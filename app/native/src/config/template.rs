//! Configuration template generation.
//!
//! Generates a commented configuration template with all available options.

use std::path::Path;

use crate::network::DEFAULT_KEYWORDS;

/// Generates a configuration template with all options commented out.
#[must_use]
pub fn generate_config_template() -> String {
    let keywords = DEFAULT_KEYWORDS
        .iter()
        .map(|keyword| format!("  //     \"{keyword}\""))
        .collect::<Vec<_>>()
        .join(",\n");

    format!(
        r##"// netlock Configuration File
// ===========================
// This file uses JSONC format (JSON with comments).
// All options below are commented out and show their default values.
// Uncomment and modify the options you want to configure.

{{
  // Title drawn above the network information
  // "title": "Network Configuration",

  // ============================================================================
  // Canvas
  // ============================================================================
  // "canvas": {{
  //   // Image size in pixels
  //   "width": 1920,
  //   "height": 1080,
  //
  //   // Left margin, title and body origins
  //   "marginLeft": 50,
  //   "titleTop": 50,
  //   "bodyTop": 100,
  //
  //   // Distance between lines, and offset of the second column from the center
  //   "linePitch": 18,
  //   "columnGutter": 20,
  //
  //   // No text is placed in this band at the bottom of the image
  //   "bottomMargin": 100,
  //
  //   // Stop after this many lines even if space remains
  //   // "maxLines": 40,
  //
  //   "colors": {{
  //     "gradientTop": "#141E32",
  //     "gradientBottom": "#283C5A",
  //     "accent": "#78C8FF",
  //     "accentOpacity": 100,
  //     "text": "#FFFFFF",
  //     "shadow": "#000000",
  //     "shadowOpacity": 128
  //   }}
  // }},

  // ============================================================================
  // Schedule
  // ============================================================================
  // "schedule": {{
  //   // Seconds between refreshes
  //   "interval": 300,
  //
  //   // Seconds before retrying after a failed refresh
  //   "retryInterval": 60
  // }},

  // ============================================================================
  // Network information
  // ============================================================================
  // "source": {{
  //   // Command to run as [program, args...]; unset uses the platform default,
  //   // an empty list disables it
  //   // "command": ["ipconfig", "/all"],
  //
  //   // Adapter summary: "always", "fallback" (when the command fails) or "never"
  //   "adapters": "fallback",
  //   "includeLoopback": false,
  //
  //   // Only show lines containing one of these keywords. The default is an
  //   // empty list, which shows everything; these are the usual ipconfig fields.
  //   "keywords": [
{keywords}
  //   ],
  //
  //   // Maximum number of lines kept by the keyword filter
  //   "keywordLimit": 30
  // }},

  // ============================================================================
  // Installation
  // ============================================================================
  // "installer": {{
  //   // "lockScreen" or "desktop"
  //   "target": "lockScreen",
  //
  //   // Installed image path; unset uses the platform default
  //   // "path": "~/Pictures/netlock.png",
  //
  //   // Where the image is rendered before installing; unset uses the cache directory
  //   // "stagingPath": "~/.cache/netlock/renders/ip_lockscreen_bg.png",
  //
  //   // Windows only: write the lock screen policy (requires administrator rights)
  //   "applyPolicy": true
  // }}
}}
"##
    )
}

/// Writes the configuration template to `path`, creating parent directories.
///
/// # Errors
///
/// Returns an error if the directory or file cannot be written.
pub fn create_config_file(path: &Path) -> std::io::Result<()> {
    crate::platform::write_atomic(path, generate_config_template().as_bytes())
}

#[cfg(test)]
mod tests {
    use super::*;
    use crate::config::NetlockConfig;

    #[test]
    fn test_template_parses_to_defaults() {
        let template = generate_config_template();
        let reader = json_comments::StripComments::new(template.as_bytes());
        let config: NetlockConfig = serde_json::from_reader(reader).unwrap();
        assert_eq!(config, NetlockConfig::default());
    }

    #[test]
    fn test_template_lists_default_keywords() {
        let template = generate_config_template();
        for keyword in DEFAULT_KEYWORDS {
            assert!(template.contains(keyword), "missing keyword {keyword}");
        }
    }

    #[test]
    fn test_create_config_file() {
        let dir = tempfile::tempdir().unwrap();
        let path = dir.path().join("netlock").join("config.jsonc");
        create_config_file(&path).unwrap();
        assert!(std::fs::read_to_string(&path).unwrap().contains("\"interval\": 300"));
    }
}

* What to work on
Among the lines above, find those that contain the word "unset" and copy them.

* Response to the task
  //   // Command to run as [program, args...]; unset uses the platform default,
  //   // Installed image path; unset uses the platform default
  //   // Where the image is rendered before installing; unset uses the cache directory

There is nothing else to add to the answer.